One reliable provider of such callouts is Alex Kaplan at Media Matters, and last week, he delivered another: “Despite its rules, Spotify is still hosting QAnon-supporting shows.” The headline explains the findings, which are similar to observations Kaplan has made about Patreon, PayPal, and other sites in recent months.
It was around the time of an earlier Media Matters report that Spotify took down a bunch of other QAnon podcasts, and it looks like Spotify may have worked off their reporting again. Three of the shows highlighted in the story now seem to be missing from Spotify, though the other four are still there. Spotify didn’t respond to a request for comment before press time. Still, it seems like Ashley continues to be right: media reports really are pulling the weight.

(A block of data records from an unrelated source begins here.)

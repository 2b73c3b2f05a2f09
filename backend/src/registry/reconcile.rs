//! Joins connectors with their sources and merges partial updates back.
//!
//! ## Read path
//!
//! `get_connector_and_sources` resolves a connector and collects its sources
//! in store order. A connector without sources yields an aggregate with an
//! empty list, which is not an error.
//!
//! ## Merge path
//!
//! Updates run in two passes over the exclusively locked collections:
//!
//! 1.  **Plan**: every entry is resolved and the merged record is built as a
//!     copy. The merge overwrites only the fields named by the change. Any
//!     `NotFound` or `Conflict` aborts here, before a single write.
//! 2.  **Commit**: the merged copies are written back through
//!     `replace_connector` / `replace_source`, in payload order, so a later
//!     entry for the same key wins.
//!
//! A failing batch therefore leaves the store exactly as it was.

use crate::error::ApiError;
use crate::registry::identity::{resolve_connector, resolve_source};
use crate::registry::validation::{ConnectorChange, ConnectorSourcesChange, SourceChange};
use crate::store::Collections;
use common::model::aggregate::ConnectorAndSources;
use common::model::connector::Connector;
use common::model::source::Source;
use uuid::Uuid;

pub fn build_aggregate(collections: &Collections, connector: &Connector) -> ConnectorAndSources {
    ConnectorAndSources {
        id: connector.id,
        sources: collections
            .list_sources_for(connector.id)
            .map(Source::to_connector_source)
            .collect(),
    }
}

pub fn get_connector_and_sources(
    collections: &Collections,
    connector_id: &Uuid,
) -> Result<ConnectorAndSources, ApiError> {
    let connector = resolve_connector(collections, connector_id)?;
    Ok(build_aggregate(collections, connector))
}

/// Every aggregate, in connector insertion order.
pub fn all_aggregates(collections: &Collections) -> Vec<ConnectorAndSources> {
    collections
        .list_connectors()
        .iter()
        .map(|connector| build_aggregate(collections, connector))
        .collect()
}

pub fn merge_source(existing: &Source, change: &SourceChange) -> Source {
    Source {
        available: change.available,
        ..existing.clone()
    }
}

pub fn merge_connector(existing: &Connector, change: &ConnectorChange) -> Connector {
    let mut merged = existing.clone();
    if let Some(months) = change.months_to_fetch {
        merged.months_to_fetch = Some(months);
    }
    if let Some(hidden) = change.hidden {
        merged.hidden = Some(hidden);
    }
    merged
}

/// Applies source availability changes across one or more connectors.
///
/// Returns the aggregate of every touched connector after the commit, once
/// per connector, in the order connectors first appear in `changes`.
pub fn apply_source_changes(
    collections: &mut Collections,
    changes: &[ConnectorSourcesChange],
) -> Result<Vec<ConnectorAndSources>, ApiError> {
    let mut staged = Vec::new();
    let mut touched: Vec<Uuid> = Vec::new();

    for change in changes {
        staged.extend(plan_connector(collections, change)?);
        if !touched.contains(&change.connector_id) {
            touched.push(change.connector_id);
        }
    }

    for source in staged {
        collections.replace_source(source);
    }

    touched
        .iter()
        .map(|id| get_connector_and_sources(collections, id))
        .collect()
}

/// Targeted form of `apply_source_changes`, scoped to a single connector.
pub fn apply_connector_source_changes(
    collections: &mut Collections,
    change: &ConnectorSourcesChange,
) -> Result<ConnectorAndSources, ApiError> {
    let staged = plan_connector(collections, change)?;
    for source in staged {
        collections.replace_source(source);
    }
    get_connector_and_sources(collections, &change.connector_id)
}

fn plan_connector(
    collections: &Collections,
    change: &ConnectorSourcesChange,
) -> Result<Vec<Source>, ApiError> {
    let connector = resolve_connector(collections, &change.connector_id)?;
    change
        .sources
        .iter()
        .map(|source_change| {
            resolve_source(collections, &connector.id, source_change.source_type)
                .map(|existing| merge_source(existing, source_change))
        })
        .collect()
}

/// Applies connector-level attribute changes.
///
/// Returns the final state of every touched connector, once each, in the
/// order they first appear in `changes`.
pub fn apply_connector_changes(
    collections: &mut Collections,
    changes: &[ConnectorChange],
) -> Result<Vec<Connector>, ApiError> {
    let mut staged: Vec<Connector> = Vec::with_capacity(changes.len());
    for change in changes {
        // Later entries for the same connector build on the staged copy.
        let merged = match staged.iter().rev().find(|c| c.id == change.connector_id) {
            Some(previous) => merge_connector(previous, change),
            None => merge_connector(resolve_connector(collections, &change.connector_id)?, change),
        };
        staged.push(merged);
    }

    let mut order: Vec<Uuid> = Vec::new();
    for connector in staged {
        if !order.contains(&connector.id) {
            order.push(connector.id);
        }
        collections.replace_connector(connector);
    }

    Ok(order
        .iter()
        .filter_map(|id| collections.get_connector(*id).cloned())
        .collect())
}

#[cfg(test)]
mod tests {
    use super::*;
    use common::model::source::{SourceType, Stability, StabilityStatus};

    struct Fixture {
        a: Uuid,
        b: Uuid,
        empty: Uuid,
        collections: Collections,
    }

    fn fixture() -> Fixture {
        let a = Uuid::new_v4();
        let b = Uuid::new_v4();
        let empty = Uuid::new_v4();
        let stability = Some(Stability {
            status: StabilityStatus::Unstable,
            last_update: "2025-03-08 11:00:25".to_string(),
        });
        let collections = Collections::new(
            vec![
                Connector {
                    id: a,
                    hidden: Some(false),
                    months_to_fetch: Some(24),
                },
                Connector::new(b),
                Connector::new(empty),
            ],
            vec![
                Source {
                    connector_id: a,
                    source_type: SourceType::OpenApi,
                    available: false,
                    stability: stability.clone(),
                },
                Source {
                    connector_id: b,
                    source_type: SourceType::OpenApi,
                    available: false,
                    stability: None,
                },
                Source {
                    connector_id: a,
                    source_type: SourceType::Fallback,
                    available: true,
                    stability,
                },
            ],
        );
        Fixture {
            a,
            b,
            empty,
            collections,
        }
    }

    fn set(connector_id: Uuid, sources: &[(SourceType, bool)]) -> ConnectorSourcesChange {
        ConnectorSourcesChange {
            connector_id,
            sources: sources
                .iter()
                .map(|&(source_type, available)| SourceChange {
                    source_type,
                    available,
                })
                .collect(),
        }
    }

    fn availability(collections: &Collections, id: Uuid) -> Vec<(SourceType, bool)> {
        collections
            .list_sources_for(id)
            .map(|s| (s.source_type, s.available))
            .collect()
    }

    #[test]
    fn aggregate_joins_sources_in_store_order() {
        let f = fixture();
        let aggregate = get_connector_and_sources(&f.collections, &f.a).unwrap();
        let types: Vec<SourceType> = aggregate.sources.iter().map(|s| s.source_type).collect();
        assert_eq!(types, vec![SourceType::OpenApi, SourceType::Fallback]);
    }

    #[test]
    fn connector_without_sources_is_not_an_error() {
        let f = fixture();
        let aggregate = get_connector_and_sources(&f.collections, &f.empty).unwrap();
        assert!(aggregate.sources.is_empty());
        assert!(matches!(
            get_connector_and_sources(&f.collections, &Uuid::nil()),
            Err(ApiError::NotFound(_))
        ));
    }

    #[test]
    fn update_touches_only_the_named_source() {
        let mut f = fixture();
        let before_fallback = f
            .collections
            .get_source(f.a, SourceType::Fallback)
            .cloned();
        let before_openapi_stability = f
            .collections
            .get_source(f.a, SourceType::OpenApi)
            .and_then(|s| s.stability.clone());

        let result =
            apply_source_changes(&mut f.collections, &[set(f.a, &[(SourceType::OpenApi, true)])])
                .unwrap();

        assert_eq!(result.len(), 1);
        assert_eq!(
            availability(&f.collections, f.a),
            vec![(SourceType::OpenApi, true), (SourceType::Fallback, true)]
        );
        assert_eq!(
            f.collections.get_source(f.a, SourceType::Fallback).cloned(),
            before_fallback
        );
        assert_eq!(
            f.collections
                .get_source(f.a, SourceType::OpenApi)
                .and_then(|s| s.stability.clone()),
            before_openapi_stability
        );
        assert_eq!(
            availability(&f.collections, f.b),
            vec![(SourceType::OpenApi, false)]
        );
    }

    #[test]
    fn applying_twice_equals_applying_once() {
        let mut f = fixture();
        let changes = [
            set(f.a, &[(SourceType::Fallback, false)]),
            set(f.b, &[(SourceType::OpenApi, true)]),
        ];
        apply_source_changes(&mut f.collections, &changes).unwrap();
        let once = f.collections.clone();
        apply_source_changes(&mut f.collections, &changes).unwrap();
        assert_eq!(f.collections, once);
    }

    #[test]
    fn unknown_connector_leaves_store_unchanged() {
        let mut f = fixture();
        let before = f.collections.clone();
        let changes = [
            set(f.a, &[(SourceType::OpenApi, true)]),
            set(Uuid::nil(), &[(SourceType::OpenApi, true)]),
        ];
        assert!(matches!(
            apply_source_changes(&mut f.collections, &changes),
            Err(ApiError::NotFound(_))
        ));
        assert_eq!(f.collections, before);
    }

    #[test]
    fn unknown_source_never_gets_created() {
        let mut f = fixture();
        let before = f.collections.clone();
        let change = set(
            f.a,
            &[(SourceType::OpenApi, true), (SourceType::DirectAccess, true)],
        );
        assert!(matches!(
            apply_connector_source_changes(&mut f.collections, &change),
            Err(ApiError::NotFound(_))
        ));
        assert_eq!(f.collections, before);
    }

    #[test]
    fn bulk_result_lists_each_connector_once() {
        let mut f = fixture();
        let changes = [
            set(f.a, &[(SourceType::OpenApi, true)]),
            set(f.b, &[(SourceType::OpenApi, true)]),
            set(f.a, &[(SourceType::OpenApi, false)]),
        ];
        let result = apply_source_changes(&mut f.collections, &changes).unwrap();
        let ids: Vec<Uuid> = result.iter().map(|agg| agg.id).collect();
        assert_eq!(ids, vec![f.a, f.b]);
        // last entry for (a, openapi) wins
        assert!(!result[0].sources[0].available);
    }

    #[test]
    fn connector_merge_keeps_unset_attributes() {
        let mut f = fixture();
        let changes = [ConnectorChange {
            connector_id: f.a,
            months_to_fetch: None,
            hidden: Some(true),
        }];
        let updated = apply_connector_changes(&mut f.collections, &changes).unwrap();
        assert_eq!(
            updated,
            vec![Connector {
                id: f.a,
                hidden: Some(true),
                months_to_fetch: Some(24),
            }]
        );
    }

    #[test]
    fn repeated_connector_entries_accumulate() {
        let mut f = fixture();
        let changes = [
            ConnectorChange {
                connector_id: f.b,
                months_to_fetch: Some(6),
                hidden: None,
            },
            ConnectorChange {
                connector_id: f.b,
                months_to_fetch: None,
                hidden: Some(false),
            },
        ];
        let updated = apply_connector_changes(&mut f.collections, &changes).unwrap();
        assert_eq!(updated.len(), 1);
        assert_eq!(updated[0].months_to_fetch, Some(6));
        assert_eq!(updated[0].hidden, Some(false));
    }

    #[test]
    fn failed_connector_batch_writes_nothing() {
        let mut f = fixture();
        let before = f.collections.clone();
        let changes = [
            ConnectorChange {
                connector_id: f.a,
                months_to_fetch: Some(1),
                hidden: None,
            },
            ConnectorChange {
                connector_id: Uuid::nil(),
                months_to_fetch: Some(1),
                hidden: None,
            },
        ];
        assert!(apply_connector_changes(&mut f.collections, &changes).is_err());
        assert_eq!(f.collections, before);
    }
}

As mentioned in yesterday’s edition, Prologue Projects has hired four new producers. Arlene Arevalo, most recently an intern at Pineapple Street Studios, is now assistant producer across Prologue’s podcasts; Benjamin Frisch and Danielle Hewitt, both coming from Slate, will serve as senior producers for in-development shows; and a third senior producer role will be filled by Lena Richards, after previously working at Three Uncanny Four.
On Tuesday, Ashley shared a scoop that three members of Megaphone’s original C-suite would be leaving: Brendan Monaghan, Matt Turck, and Jason Cox, who held the titles of CEO, CRO, and COO, respectively, before Spotify acquired the company.
Current COO of National Public Media Bryan Moffett will add on the role of senior vice president of network growth for NPR. Sam Sanders, who recently departed the company and his long-running show It’s Been a Minute, will join Vulture in April and host its forthcoming flagship podcast. (Disclosure, by the way: Vulture is part of Vox Media, which owns The Verge and Hot Pod.)
At Insider, newly appointed CRO Maggie Milnamow comes from a long advertising tenure at The New York Times, with a goal to “build more robust revenue partnerships around new mediums, like newsletters and podcasts,” according to Axios.
And in a cool move that tickles my audio-maker brain, Radiolab has hired Alan Goffinski as both associate producer and songwriter for the show.
If for some reason, on Tuesday, I’m nowhere to be found, comatose, or blasted off into space, it’s because MUNA released new music and I wasn’t ready for it. Pray for me.